Lompat ke konten Lompat ke sidebar Lompat ke footer

Hukum Mencampuri Istri Yang Telah Bersih Dari Haid Namun Belum Mandi Wajib






Oleh Ustadz Berik Said hafidzhahullah

Tak ada perselisihan di kalangan Ulama bahwa mencampuri istri yang sedang haid adalah haram. Pernyataan Ijmanya para Ulama atas haramnya mencampuri istri yang sedang haid diantaranya dikatakan oleh, Ibnu Jarir rahimahullah dalam tafsirnya [IV:381], Ibnu Mundzir rahimahullah dalam al Austah [II:214], Ibnu Hazm rahimahullah dalam al Muhalla  [I:380] dan lain-lain.

Bahkan Imam Nawawi rahimahullah menyatakan: ”Siapa yang menyatakan bolehnya mencampuri wanita yang sedang haid maka dia murtad." (Lihat Syarah Shahih Muslim III:204).

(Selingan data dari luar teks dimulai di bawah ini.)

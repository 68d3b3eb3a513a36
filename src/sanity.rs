//! Single-owner reentrancy detector.
//!
//! The containers in this crate do no locking of their own; serialization
//! across callers is the consumer's job. `Sanity` is the cheap diagnostic
//! that catches the consumer getting it wrong: entering a container a second
//! time before the first call has left is a caller bug, and it panics
//! immediately rather than letting the overlap corrupt the workspace.
//!
//! This is a detector, not a lock. It never blocks, and it is compiled into
//! every build profile; a masked serialization bug in release is still a
//! serialization bug.

use core::cell::Cell;

/// Per-instance busy counter. Embed in a container core and scope every
/// public entry-point with `let _g = self.sanity.enter();`.
#[derive(Debug)]
pub struct Sanity {
    busy: Cell<u32>,
}

impl Sanity {
    /// Create an idle counter. Const so it can be a field initializer.
    pub const fn new() -> Self {
        Self { busy: Cell::new(0) }
    }

    /// Enter a guarded section. Panics if the container is already busy,
    /// which means the caller has not honored the single-owner contract.
    #[inline]
    pub fn enter(&self) -> SanityGuard<'_> {
        let busy = self.busy.get();
        assert!(
            busy == 0,
            "container entered while busy: caller-side serialization is missing"
        );
        self.busy.set(busy + 1);
        SanityGuard { owner: self }
    }

    /// Current busy depth, for diagnostic dumps only.
    pub fn busy(&self) -> u32 {
        self.busy.get()
    }
}

impl Default for Sanity {
    fn default() -> Self {
        Self::new()
    }
}

/// RAII guard returned by [`Sanity::enter`]. Container teardown
/// intentionally leaks its guard: the counter's memory goes away with the
/// container, so there is nothing left to exit.
pub struct SanityGuard<'a> {
    owner: &'a Sanity,
}

impl Drop for SanityGuard<'_> {
    fn drop(&mut self) {
        let busy = self.owner.busy.get();
        debug_assert!(busy > 0);
        self.owner.busy.set(busy - 1);
    }
}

Haramnya mencampuri istri yang sedang haid itu dijelaskan pula oleh Al Quran pada ayat berikut:

Allah Ta’ala berfirman:

وَلَا تَقْرَبُوهُنَّ حَتَّى يَطْهُرْنَ فَإِذَا تَطَهَّرْنَ فَأْتُوهُنَّ مِنْ حَيْثُ أَمَرَكُمُ اللَّهُ

“Dan janganlah kamu mendekati mereka, sebelum mereka suci. Apabila mereka telah suci, maka campurilah mereka itu di tempat yang diperintahkan Allah kepadamu.“ (QS. Al-Baqarah: 222)

Ayat di atas tegas menunjukkan dilarangnya mencampuri istri sebelum mereka suci.

Nah, sekarang yang menjadi masalah adalah, hukum mencampuri istri yang telah suci dari haid, namun belum sempat mandi besar. Ini masih menjadi khilaf (perselisihan) di kalangan Ulama.

Yang jadi masalah pengertian suci pada ayat di atas secara garis besar bisa bermakna dua kemungkinan.

Kemungkinan pertama, Berhenti dari haidnya sekalipun belum mandi besar. Ini bisa dikatakan telah suci.
Kemungkinan kedua, Bukan sekedar haidnya berhenti, tetapi harus sudah mandi dari haidnya/mandi besar.

Pertanyaannya: Kemanakah maksud suci yang dimaukan pada ayat di atas?

Jumhur (mayoritas) Ulama berpendapat bahwa suci yang dimaksudkan pada ayat di atas adalah bukan sekedar bersih dari haidnya, namun juga telah mandi besar. Ini adalah pendapat dari Madzhab Maliki (al Mudawwanatul Kubro I:137), Syafi’i (Nihaayatul Muhtaaj I:333), Hanbali (al Mughni I:245). Ini juga pendapat sejumlah Ulama senior tabi'in dan Ulama setelahnya semisal, Al Hasan, An Nakha’i, Makhul, Sulaiman bin Yasaar, Ikrimah, Mujaahid, dan lain-lain rahimahullah (Periksa Syarah Shahih Bukhari karya Ibnu Bathol rahimahullah I:408)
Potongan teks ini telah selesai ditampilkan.